Lindell attended the 2024 Democratic National Convention in disguise, where he falsely claimed that there were 257,000 votes missing from the 2020 election.

==Personal life==
Lindell has been married three times. His first marriage ended in divorce after about 20 years, and he has children from this marriage. He married Dallas Yocum in June 2013 and filed for divorce in mid-July 2013 after she left him. Lindell said that they had a prenuptial agreement. Lindell's third marriage to Kendra was made public by Donald Trump at a rally on April 6, 2024.

Lindell is an evangelical Christian and received an honorary Doctor of Business from Liberty University in 2019. In bestowing the honor, Dave Brat, the dean of Liberty University's School of Business, called Lindell "one of the greatest Christian businessmen on the planet." The event featured Lindell's donation of 12,000 pillows which the university's news service said were worth over $600,000 to those in attendance. That same year, Lindell self-published a book, What Are the Odds? From Crack Addict to CEO, in which he recounts his overnight recovery from drug addiction and credits divine intervention for the subsequent launch of his pillow business.
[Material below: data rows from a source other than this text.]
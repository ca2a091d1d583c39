use camino::Utf8Path;
use serde::Serialize;
use tracing::{info, warn};

use crate::cache::VersionCache;
use crate::catalog::{Catalog, CatalogApi};
use crate::domain::{CollectionRef, ProjectType};
use crate::download::{DownloadOutcome, Downloader};
use crate::error::DownloaderError;
use crate::mod_list::{ModRequest, read_mod_list};
use crate::models::Entry;
use crate::progress::{ProgressEvent, ProgressSink};
use crate::resolver::{ItemFailure, Resolver};

/// User input checked before any catalog request is made.
#[derive(Debug, Clone)]
pub enum Job {
    Collection(CollectionRef),
    ModList(Vec<ModRequest>),
}

impl Job {
    pub fn collection(raw: &str) -> Result<Self, DownloaderError> {
        Ok(Job::Collection(raw.parse()?))
    }

    pub fn mod_list(path: &Utf8Path) -> Result<Self, DownloaderError> {
        Ok(Job::ModList(read_mod_list(path)?))
    }
}

#[derive(Debug, Clone, Default)]
pub struct RunOptions {
    pub dry_run: bool,
}

#[derive(Debug, Clone, Copy, PartialEq, Eq, Serialize)]
#[serde(rename_all = "kebab-case")]
pub enum EntryAction {
    Downloaded,
    AlreadyPresent,
    NoPrimaryFile,
    Planned,
    Failed,
}

#[derive(Debug, Clone, Serialize)]
pub struct EntryReport {
    pub project_id: String,
    pub project_name: String,
    pub project_type: ProjectType,
    pub version_id: String,
    pub version_number: String,
    pub file_name: Option<String>,
    pub path: Option<String>,
    pub bytes: Option<u64>,
    pub action: EntryAction,
}

impl EntryReport {
    fn new(entry: &Entry, action: EntryAction) -> Self {
        Self {
            project_id: entry.project.id.clone(),
            project_name: entry.project.name.clone(),
            project_type: entry.project.project_type,
            version_id: entry.version.id.clone(),
            version_number: entry.version.version_number.clone(),
            file_name: entry
                .version
                .primary_file()
                .map(|file| file.file_name.clone()),
            path: None,
            bytes: None,
            action,
        }
    }
}

#[derive(Debug, Clone, Default, Serialize)]
pub struct RunReport {
    pub collection: Option<String>,
    pub entries: Vec<EntryReport>,
    pub failures: Vec<ItemFailure>,
}

impl RunReport {
    pub fn count(&self, action: EntryAction) -> usize {
        self.entries
            .iter()
            .filter(|entry| entry.action == action)
            .count()
    }
}

pub struct App<A: CatalogApi, C: VersionCache> {
    catalog: Catalog<A, C>,
    downloader: Downloader,
}

impl<A: CatalogApi, C: VersionCache> App<A, C> {
    pub fn new(catalog: Catalog<A, C>, downloader: Downloader) -> Self {
        Self {
            catalog,
            downloader,
        }
    }

    pub fn catalog(&self) -> &Catalog<A, C> {
        &self.catalog
    }

    pub fn run(
        &mut self,
        job: &Job,
        options: &RunOptions,
        sink: &dyn ProgressSink,
    ) -> Result<RunReport, DownloaderError> {
        match job {
            Job::Collection(reference) => self.collection(reference, options, sink),
            Job::ModList(requests) => self.mod_list(requests, options, sink),
        }
    }

    /// Resolves and downloads a collection; the first error stops the run.
    pub fn collection(
        &mut self,
        reference: &CollectionRef,
        options: &RunOptions,
        sink: &dyn ProgressSink,
    ) -> Result<RunReport, DownloaderError> {
        sink.event(ProgressEvent::Phase(
            "Fetching information about collection...".to_string(),
        ));
        info!(collection = %reference, "fetching collection");
        let collection = self.catalog.get_collection(reference.as_str())?;

        sink.event(ProgressEvent::Phase(format!(
            "Fetching information about projects of {}...",
            collection.name
        )));
        let entries = Resolver::new(&mut self.catalog, sink).resolve_collection(&collection)?;
        self.catalog.flush()?;
        info!(entries = entries.len(), "collection resolved");

        let mut report = RunReport {
            collection: Some(collection.name.clone()),
            ..RunReport::default()
        };
        for entry in &entries {
            report.entries.push(self.process(entry, options, sink)?);
        }
        Ok(report)
    }

    /// Resolves and downloads a flat list; failures of single mods are reported, not raised.
    pub fn mod_list(
        &mut self,
        requests: &[ModRequest],
        options: &RunOptions,
        sink: &dyn ProgressSink,
    ) -> Result<RunReport, DownloaderError> {
        sink.event(ProgressEvent::Phase(
            "Fetching information about projects...".to_string(),
        ));
        let resolution = Resolver::new(&mut self.catalog, sink).resolve_requests(requests)?;
        self.catalog.flush()?;
        info!(
            entries = resolution.entries.len(),
            failures = resolution.failures.len(),
            "mod list resolved"
        );

        let mut report = RunReport {
            collection: None,
            entries: Vec::new(),
            failures: resolution.failures,
        };
        for entry in &resolution.entries {
            match self.process(entry, options, sink) {
                Ok(entry_report) => report.entries.push(entry_report),
                Err(err) if !err.is_fatal() => {
                    warn!(project = %entry.project.id, error = %err, "download failed");
                    sink.event(ProgressEvent::ItemFailed {
                        item: entry.project.name.clone(),
                        message: err.to_string(),
                    });
                    report.failures.push(ItemFailure {
                        item: entry.project.id.clone(),
                        message: err.to_string(),
                    });
                    report
                        .entries
                        .push(EntryReport::new(entry, EntryAction::Failed));
                }
                Err(err) => return Err(err),
            }
        }
        Ok(report)
    }

    fn process(
        &self,
        entry: &Entry,
        options: &RunOptions,
        sink: &dyn ProgressSink,
    ) -> Result<EntryReport, DownloaderError> {
        if options.dry_run {
            let planned = self.downloader.plan(entry)?;
            let action = if planned.is_some() {
                EntryAction::Planned
            } else {
                EntryAction::NoPrimaryFile
            };
            let mut report = EntryReport::new(entry, action);
            report.path = planned.map(|path| path.to_string());
            return Ok(report);
        }

        let outcome = self.downloader.download(self.catalog.api(), entry, sink)?;
        let report = match outcome {
            DownloadOutcome::Downloaded { path, bytes } => EntryReport {
                path: Some(path.to_string()),
                bytes: Some(bytes),
                ..EntryReport::new(entry, EntryAction::Downloaded)
            },
            DownloadOutcome::AlreadyPresent { path } => EntryReport {
                path: Some(path.to_string()),
                ..EntryReport::new(entry, EntryAction::AlreadyPresent)
            },
            DownloadOutcome::NoPrimaryFile => EntryReport::new(entry, EntryAction::NoPrimaryFile),
        };
        Ok(report)
    }
}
In January 2021, the Daily Mail published a story stating that Lindell had a nine-month relationship with actress Jane Krakowski between late 2019 and the summer of 2020. Both Lindell and Krakowski denied the allegation. Lindell, represented by attorney Charles Harder, sued the Daily Mail, alleging libel. A federal court dismissed the suit in December 2021, ruling that Lindell had failed to identify any statements "that a reasonable person would view as defamatory."

In March 2021, Lindell said on The Domenick Nati Show that he was no longer living in Minnesota and was not attending in-person events over safety concerns. In September 2025, Lindell said he had again made Minnesota his home.